Nous-mêmes n’ayant pas eu de smartphone à l’adolescence, nous ne savons simplement pas de quoi nous parlons. Hé oui, rappelez-vous. Le premier iPhone, c’était en 2007. Vous aviez quel âge en 2007, vous ?
Contrôle ou pas contrôle ?
Il y a plusieurs écoles. D’un côté, ceux qui ont effectué une sensibilisation en amont, avec un regard critique précoce sur l’emploi du numérique. Couplé à une confiance en son enfant, cela peut, pour certains, justifier l’absence de garde-fous sur le téléphone.

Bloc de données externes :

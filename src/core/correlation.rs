//! Request-scoped correlation context
//!
//! A `CorrelationContext` is created by request-handling code and passed to
//! the contextual logging calls. The logger only reads it: it looks up the
//! configured correlation key and checks the structured-fields marker.
//! Absence of a context is equivalent to an empty one.

/// Key reserved for the logger's own use; never valid as a correlation key
pub const RESERVED_KEY: &str = "log_with";

/// Immutable key/value context carried alongside a logging call
#[derive(Debug, Clone, Default, PartialEq, Eq)]
pub struct CorrelationContext {
    values: Vec<(String, String)>,
    structured_fields: bool,
}

impl CorrelationContext {
    /// Create an empty context
    pub fn new() -> Self {
        Self::default()
    }

    /// Derive a context carrying `key = value`, shadowing any previous value
    #[must_use]
    pub fn with_value(&self, key: impl Into<String>, value: impl Into<String>) -> Self {
        let key = key.into();
        let mut values: Vec<(String, String)> = self
            .values
            .iter()
            .filter(|(k, _)| *k != key)
            .cloned()
            .collect();
        values.push((key, value.into()));
        Self {
            values,
            structured_fields: self.structured_fields,
        }
    }

    /// Value stored under `key`; an empty key is never present
    pub fn value(&self, key: &str) -> Option<&str> {
        if key.is_empty() {
            return None;
        }
        self.values
            .iter()
            .find(|(k, _)| k == key)
            .map(|(_, v)| v.as_str())
    }

    /// Derive a context whose calls carry a pre-rendered fields blob
    #[must_use]
    pub fn marked_structured(&self) -> Self {
        Self {
            values: self.values.clone(),
            structured_fields: true,
        }
    }

    pub fn is_structured(&self) -> bool {
        self.structured_fields
    }

    pub fn is_empty(&self) -> bool {
        self.values.is_empty() && !self.structured_fields
    }
}

/// Derive a context from `parent` (or from nothing) carrying `key = value`
pub fn with_correlation(
    parent: Option<&CorrelationContext>,
    key: impl Into<String>,
    value: impl Into<String>,
) -> CorrelationContext {
    parent
        .cloned()
        .unwrap_or_default()
        .with_value(key, value)
}

/// Correlation value stored under `key`, if any
pub fn extract_correlation<'a>(
    context: Option<&'a CorrelationContext>,
    key: &str,
) -> Option<&'a str> {
    context.and_then(|ctx| ctx.value(key))
}

/// Derive a context marked as carrying structured fields
pub fn mark_structured_fields(parent: Option<&CorrelationContext>) -> CorrelationContext {
    parent.cloned().unwrap_or_default().marked_structured()
}

pub fn is_structured_fields(context: Option<&CorrelationContext>) -> bool {
    context.is_some_and(CorrelationContext::is_structured)
}
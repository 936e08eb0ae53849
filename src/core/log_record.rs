//! Per-call log record
//!
//! A record is built after the level gate passed, formatted once and dropped.

use super::fields::EncodedFields;
use super::log_level::LogLevel;
use chrono::{DateTime, Local};
use std::fmt::{self, Display, Write};

/// What a call logs: free-form text or a pre-rendered fields blob
#[derive(Debug, Clone, PartialEq, Eq)]
pub enum Payload {
    /// Space-joined arguments
    Message(String),
    /// Encoded structured fields
    Fields(EncodedFields),
}

impl Payload {
    /// Join arguments with single spaces
    pub fn args(args: &[&dyn Display]) -> Self {
        let mut text = String::new();
        for (i, arg) in args.iter().enumerate() {
            if i > 0 {
                text.push(' ');
            }
            // Writing into a String cannot fail
            let _ = write!(text, "{}", arg);
        }
        Payload::Message(text)
    }

    pub fn message(text: impl Into<String>) -> Self {
        Payload::Message(text.into())
    }

    /// A blob rendered by the caller.
    ///
    /// A blob that parses as JSON is re-serialized compactly (key order kept),
    /// so it can be inlined in a JSON record without breaking the line.
    /// Anything else is kept verbatim and marked as not-JSON.
    pub fn raw_fields(text: impl Into<String>) -> Self {
        let text = text.into();
        match serde_json::from_str::<serde_json::Value>(&text) {
            Ok(value) => Payload::Fields(EncodedFields {
                text: value.to_string(),
                is_json: true,
            }),
            Err(_) => Payload::Fields(EncodedFields {
                text,
                is_json: false,
            }),
        }
    }

    pub fn is_fields(&self) -> bool {
        matches!(self, Payload::Fields(_))
    }

    pub fn text(&self) -> &str {
        match self {
            Payload::Message(text) => text,
            Payload::Fields(encoded) => &encoded.text,
        }
    }
}

impl From<EncodedFields> for Payload {
    fn from(encoded: EncodedFields) -> Self {
        Payload::Fields(encoded)
    }
}

#[derive(Debug, Clone)]
pub struct LogRecord<'a> {
    pub level: LogLevel,
    /// Abbreviated call site, see [`shorten`](super::caller::shorten)
    pub caller: String,
    pub correlation: Option<&'a str>,
    pub payload: Payload,
    pub timestamp: DateTime<Local>,
}

impl<'a> LogRecord<'a> {
    pub fn new(level: LogLevel, caller: impl Into<String>, payload: Payload) -> Self {
        Self {
            level,
            caller: caller.into(),
            correlation: None,
            payload,
            timestamp: Local::now(),
        }
    }

    pub fn with_correlation(mut self, correlation: Option<&'a str>) -> Self {
        self.correlation = correlation.filter(|value| !value.is_empty());
        self
    }

    pub fn with_timestamp(mut self, timestamp: DateTime<Local>) -> Self {
        self.timestamp = timestamp;
        self
    }
}

/// Escape line breaks and tabs so one record always stays on one line
pub(crate) fn sanitize(text: &str) -> std::borrow::Cow<'_, str> {
    if text.contains(['\n', '\r', '\t']) {
        std::borrow::Cow::Owned(
            text.replace('\n', "\\n")
                .replace('\r', "\\r")
                .replace('\t', "\\t"),
        )
    } else {
        std::borrow::Cow::Borrowed(text)
    }
}

impl fmt::Display for Payload {
    fn fmt(&self, f: &mut fmt::Formatter<'_>) -> fmt::Result {
        f.write_str(self.text())
    }
}
//! Logger metrics for observability
//!
//! Counters for monitoring logger health: lines handed to the sink, sink
//! failures, structured-field encoding fallbacks and output hook panics.

use std::sync::atomic::{AtomicU64, Ordering};

/// Metrics for logger observability
///
/// # Example
///
/// ```
/// use rust_line_logger::LoggerMetrics;
///
/// let metrics = LoggerMetrics::new();
///
/// metrics.record_emitted();
/// metrics.record_sink_error();
///
/// assert_eq!(metrics.emitted_count(), 1);
/// assert_eq!(metrics.sink_error_count(), 1);
/// ```
#[derive(Debug)]
pub struct LoggerMetrics {
    /// Lines successfully written to the sink
    emitted: AtomicU64,

    /// Lines the sink failed to accept
    sink_errors: AtomicU64,

    /// Structured payloads rendered through the textual fallback
    encode_fallbacks: AtomicU64,

    /// Output hook invocations that panicked
    hook_panics: AtomicU64,
}

impl LoggerMetrics {
    /// Create a new metrics instance with all counters at zero
    pub const fn new() -> Self {
        Self {
            emitted: AtomicU64::new(0),
            sink_errors: AtomicU64::new(0),
            encode_fallbacks: AtomicU64::new(0),
            hook_panics: AtomicU64::new(0),
        }
    }

    #[inline]
    pub fn emitted_count(&self) -> u64 {
        self.emitted.load(Ordering::Relaxed)
    }

    #[inline]
    pub fn sink_error_count(&self) -> u64 {
        self.sink_errors.load(Ordering::Relaxed)
    }

    #[inline]
    pub fn encode_fallback_count(&self) -> u64 {
        self.encode_fallbacks.load(Ordering::Relaxed)
    }

    #[inline]
    pub fn hook_panic_count(&self) -> u64 {
        self.hook_panics.load(Ordering::Relaxed)
    }

    #[inline]
    pub fn record_emitted(&self) {
        self.emitted.fetch_add(1, Ordering::Relaxed);
    }

    /// Record a sink failure, returning the previous failure count
    #[inline]
    pub fn record_sink_error(&self) -> u64 {
        self.sink_errors.fetch_add(1, Ordering::Relaxed)
    }

    #[inline]
    pub fn record_encode_fallback(&self) {
        self.encode_fallbacks.fetch_add(1, Ordering::Relaxed);
    }

    #[inline]
    pub fn record_hook_panic(&self) {
        self.hook_panics.fetch_add(1, Ordering::Relaxed);
    }

    /// Share of lines the sink rejected, in percent
    pub fn sink_error_rate(&self) -> f64 {
        let errors = self.sink_error_count();
        let total = errors + self.emitted_count();
        if total == 0 {
            0.0
        } else {
            (errors as f64 / total as f64) * 100.0
        }
    }

    /// Reset all counters to zero
    pub fn reset(&self) {
        self.emitted.store(0, Ordering::Relaxed);
        self.sink_errors.store(0, Ordering::Relaxed);
        self.encode_fallbacks.store(0, Ordering::Relaxed);
        self.hook_panics.store(0, Ordering::Relaxed);
    }
}

impl Default for LoggerMetrics {
    fn default() -> Self {
        Self::new()
    }
}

À ces parents-là, il est nécessaire de rappeler que l’ordiphone (comme il convient de le nommer) est un objet d’intrusion dans l’intimité et qu’il demeure extrêmement difficile de connaître la capacité d’un ado à se protéger d’éventuelles agressions qui le poursuivraient désormais jusque dans sa chambre, lieu qui était jusqu’alors un cocon de sécurité affective.
A vous d’élaborer vos propres règles. Mais si cela se révélait difficile, des outils peuvent vous aider.
Et pour d’autres, la question ne se pose pas : il faut bloquer, empêcher d’aller sur certains sites, interdire de télécharger certaines applications, réguler le temps d’exposition aux écrans et même surveiller chaque activité, déplacements compris, d’un enfant que l’on désire avant tout protéger.
Entre les deux, il est possible de régler le curseur et, dans tous les cas, de lâcher un peu de leste au fil du temps. Car quand l’ado aura 18 ans, vous ne pourrez juridiquement plus rien contrôler 😉
Dans tous les cas
La toute première recommandation, c’est de ne surtout pas refiler votre propre ordiphone (ou tablette) sans avoir pris quelques mesures indispensables :
- Supprimer toutes vos données personnelles en réinitialisant l’appareil dans sa configuration d’origine
- Si vous devez utiliser un compte (Google, Apple…), créez-en un nouveau : n’utilisez surtout pas le vôtre, n’utilisez pas non plus un compte que votre enfant aurait déjà utilisé par le passé. Dans ce nouveau compte, n’entrez aucune information personnelle, même si vous serez invité à le faire. Pas de nom, prénom, date de naissance. Rien. Et paramétrez le compte pour éviter la collecte de données à des fins publicitaires.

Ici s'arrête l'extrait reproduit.